David Crowley (March 25, 1937 – January 16, 2011) was a politician from Cincinnati, Ohio who served on the Cincinnati City Council and as Vice-Mayor of the city. Crowley was elected in his first political candidacy in 2001 and was re-elected in 2003.  In 2001, he came in seventh place; and in 2003, he finished ninth. (The top nine vote-getters win a seat on council.)  In the 2005 city council election, Crowley finished fourth out of 32 candidates, retaining his seat.

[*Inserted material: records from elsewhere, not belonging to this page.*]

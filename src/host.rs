//! Scripting-host binding.
//!
//! Load-testing hosts discover extensions through a registry of module
//! identifiers. This module provides that registry, the beanstalkd module
//! registered under [`MODULE_ID`], and [`ScriptClient`], the blocking object
//! scripts receive from `newClient(address)`.
//!
//! Values cross the boundary as JSON. Durations are seconds (fractions
//! allowed) and job bodies are strings.

use std::collections::HashMap;
use std::sync::{Arc, LazyLock, RwLock};
use std::time::Duration;

use serde_json::{json, Map, Value};
use tokio::runtime::Runtime;

use crate::client::Client;
use crate::config::ClientConfig;
use crate::error::{Error, Result};
use crate::job::DEFAULT_PRIORITY;

/// Identifier the beanstalkd module is registered under.
pub const MODULE_ID: &str = "k6/x/beanstalkd";

/// Export that constructs a [`ScriptClient`].
pub const NEW_CLIENT: &str = "newClient";

const DEFAULT_TTR: Duration = Duration::from_secs(60);

/// An object handed to scripts.
pub trait HostObject: Send + std::fmt::Debug {
    /// Invoke a script-visible method.
    fn call(&mut self, method: &str, args: &[Value]) -> Result<Value>;
}

/// A module the host can load by identifier.
pub trait HostModule: Send + Sync {
    /// Names of the constructors this module exports.
    fn exports(&self) -> &'static [&'static str];

    /// Run the constructor `export` with script arguments.
    fn construct(&self, export: &str, args: &[Value]) -> Result<Box<dyn HostObject>>;
}

/// Modules keyed by identifier.
#[derive(Default)]
pub struct ModuleRegistry {
    modules: HashMap<String, Arc<dyn HostModule>>,
}

impl ModuleRegistry {
    pub fn new() -> Self {
        Self::default()
    }

    /// Register `module` under `id`. Identifiers are claimed once.
    pub fn register(&mut self, id: impl Into<String>, module: Arc<dyn HostModule>) -> Result<()> {
        let id = id.into();
        if self.modules.contains_key(&id) {
            return Err(Error::Host(format!("module {id} is already registered")));
        }
        tracing::debug!(module = %id, "Registered host module");
        self.modules.insert(id, module);
        Ok(())
    }

    pub fn get(&self, id: &str) -> Option<Arc<dyn HostModule>> {
        self.modules.get(id).cloned()
    }

    pub fn contains(&self, id: &str) -> bool {
        self.modules.contains_key(id)
    }

    /// Registered identifiers, sorted.
    pub fn ids(&self) -> Vec<&str> {
        let mut ids: Vec<&str> = self.modules.keys().map(String::as_str).collect();
        ids.sort_unstable();
        ids
    }

    /// Look up `id` and run its constructor `export`.
    pub fn construct(&self, id: &str, export: &str, args: &[Value]) -> Result<Box<dyn HostObject>> {
        let module = self
            .get(id)
            .ok_or_else(|| Error::Host(format!("module {id} is not registered")))?;
        module.construct(export, args)
    }
}

impl std::fmt::Debug for ModuleRegistry {
    fn fmt(&self, f: &mut std::fmt::Formatter<'_>) -> std::fmt::Result {
        f.debug_struct("ModuleRegistry")
            .field("modules", &self.ids())
            .finish()
    }
}

static GLOBAL_REGISTRY: LazyLock<RwLock<ModuleRegistry>> =
    LazyLock::new(|| RwLock::new(ModuleRegistry::new()));

/// The process-wide registry hosts load modules from.
pub fn global_registry() -> &'static RwLock<ModuleRegistry> {
    &GLOBAL_REGISTRY
}

/// Register [`Beanstalkd`] in the global registry under [`MODULE_ID`].
pub fn register_default() -> Result<()> {
    global_registry()
        .write()
        .map_err(|_| Error::Host("module registry lock poisoned".to_string()))?
        .register(MODULE_ID, Arc::new(Beanstalkd))
}

/// The beanstalkd host module.
#[derive(Debug, Clone, Copy, Default)]
pub struct Beanstalkd;

impl HostModule for Beanstalkd {
    fn exports(&self) -> &'static [&'static str] {
        &[NEW_CLIENT]
    }

    /// `newClient(address, options?)`
    ///
    /// `options` may override any [`ClientConfig`] field except the address.
    fn construct(&self, export: &str, args: &[Value]) -> Result<Box<dyn HostObject>> {
        if export != NEW_CLIENT {
            return Err(Error::Host(format!("{MODULE_ID} has no export {export}")));
        }
        let config = client_config(args)?;
        Ok(Box::new(ScriptClient::connect(config)?))
    }
}

fn client_config(args: &[Value]) -> Result<ClientConfig> {
    let addr = arg_str(args, 0, NEW_CLIENT)?;
    let mut config = match args.get(1) {
        None | Some(Value::Null) => ClientConfig::default(),
        Some(options) => serde_json::from_value(options.clone())
            .map_err(|e| Error::Host(format!("{NEW_CLIENT}: invalid options: {e}")))?,
    };
    config.addr = addr.to_string();
    Ok(config)
}

/// A client whose every call blocks until the server replies.
#[derive(Debug)]
pub struct ScriptClient {
    runtime: Runtime,
    client: Client,
}

impl ScriptClient {
    /// Connect on a private current-thread runtime.
    ///
    /// Must not be called from within an async context.
    pub fn connect(config: ClientConfig) -> Result<Self> {
        let runtime = tokio::runtime::Builder::new_current_thread()
            .enable_io()
            .enable_time()
            .build()
            .map_err(|e| Error::Host(format!("failed to start runtime: {e}")))?;
        let client = runtime.block_on(Client::new(config))?;
        Ok(Self { runtime, client })
    }

    pub fn client(&self) -> &Client {
        &self.client
    }
}

impl HostObject for ScriptClient {
    fn call(&mut self, method: &str, args: &[Value]) -> Result<Value> {
        let Self { runtime, client } = self;
        match method {
            "use" => {
                client.use_tube(arg_str(args, 0, method)?)?;
                Ok(Value::Null)
            }
            "watch" => Ok(Value::Bool(client.watch(arg_str(args, 0, method)?)?)),
            "ignore" => {
                client.ignore(arg_str(args, 0, method)?)?;
                Ok(Value::Null)
            }
            "put" => {
                let body = arg_str(args, 0, method)?;
                let priority = opt_priority(args, 1, method)?;
                let delay = opt_secs(args, 2, method)?.unwrap_or(Duration::ZERO);
                let ttr = opt_secs(args, 3, method)?.unwrap_or(DEFAULT_TTR);
                let id = runtime.block_on(client.put(body.as_bytes(), priority, delay, ttr))?;
                Ok(json!(id.0))
            }
            "reserve" => {
                let timeout = opt_secs(args, 0, method)?;
                let job = runtime.block_on(client.reserve(timeout))?;
                Ok(json!([job.id.0, job.body_lossy()]))
            }
            "delete" => {
                let id = arg_u64(args, 0, method)?;
                runtime.block_on(client.delete(id))?;
                Ok(Value::Null)
            }
            "release" => {
                let id = arg_u64(args, 0, method)?;
                let priority = opt_priority(args, 1, method)?;
                let delay = opt_secs(args, 2, method)?.unwrap_or(Duration::ZERO);
                runtime.block_on(client.release(id, priority, delay))?;
                Ok(Value::Null)
            }
            "bury" => {
                let id = arg_u64(args, 0, method)?;
                let priority = opt_priority(args, 1, method)?;
                runtime.block_on(client.bury(id, priority))?;
                Ok(Value::Null)
            }
            "touch" => {
                let id = arg_u64(args, 0, method)?;
                runtime.block_on(client.touch(id))?;
                Ok(Value::Null)
            }
            "kick" => {
                let bound = u32::try_from(arg_u64(args, 0, method)?)
                    .map_err(|_| Error::Host(format!("{method}: bound out of range")))?;
                Ok(json!(runtime.block_on(client.kick(bound))?))
            }
            "peek" => {
                let id = arg_u64(args, 0, method)?;
                let body = runtime.block_on(client.peek(id))?;
                Ok(Value::String(String::from_utf8_lossy(&body).into_owned()))
            }
            "stats" => Ok(stats_value(runtime.block_on(client.stats())?)),
            "statsTube" => {
                let tube = arg_str(args, 0, method)?;
                Ok(stats_value(runtime.block_on(client.stats_tube(tube))?))
            }
            "listTubes" => Ok(json!(runtime.block_on(client.list_tubes())?)),
            "close" => {
                runtime.block_on(client.close())?;
                Ok(Value::Null)
            }
            other => Err(Error::Host(format!("unknown method {other}"))),
        }
    }
}

fn stats_value(stats: crate::job::Stats) -> Value {
    Value::Object(
        stats
            .into_iter()
            .map(|(k, v)| (k, Value::String(v)))
            .collect::<Map<String, Value>>(),
    )
}

fn arg_str<'a>(args: &'a [Value], idx: usize, method: &str) -> Result<&'a str> {
    args.get(idx)
        .and_then(Value::as_str)
        .ok_or_else(|| Error::Host(format!("{method}: argument {idx} must be a string")))
}

fn arg_u64(args: &[Value], idx: usize, method: &str) -> Result<u64> {
    args.get(idx)
        .and_then(Value::as_u64)
        .ok_or_else(|| Error::Host(format!("{method}: argument {idx} must be a job id")))
}

fn opt_priority(args: &[Value], idx: usize, method: &str) -> Result<u32> {
    match args.get(idx) {
        None | Some(Value::Null) => Ok(DEFAULT_PRIORITY),
        Some(v) => v
            .as_u64()
            .and_then(|p| u32::try_from(p).ok())
            .ok_or_else(|| Error::Host(format!("{method}: priority must fit in 32 bits"))),
    }
}

fn opt_secs(args: &[Value], idx: usize, method: &str) -> Result<Option<Duration>> {
    match args.get(idx) {
        None | Some(Value::Null) => Ok(None),
        Some(v) => v
            .as_f64()
            .filter(|s| s.is_finite() && *s >= 0.0)
            .map(|s| Some(Duration::from_secs_f64(s)))
            .ok_or_else(|| {
                Error::Host(format!("{method}: argument {idx} must be a non-negative number of seconds"))
            }),
    }
}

Before winning the seat on Cincinnati City Council, Crowley had a career in management of agencies and programs providing social services, community action and capacity building in both domestic and international settings. He received a master's degree in social work from Ohio State University and a master's degree in international affairs from George Washington University. He served as executive of a national association representing the elderly.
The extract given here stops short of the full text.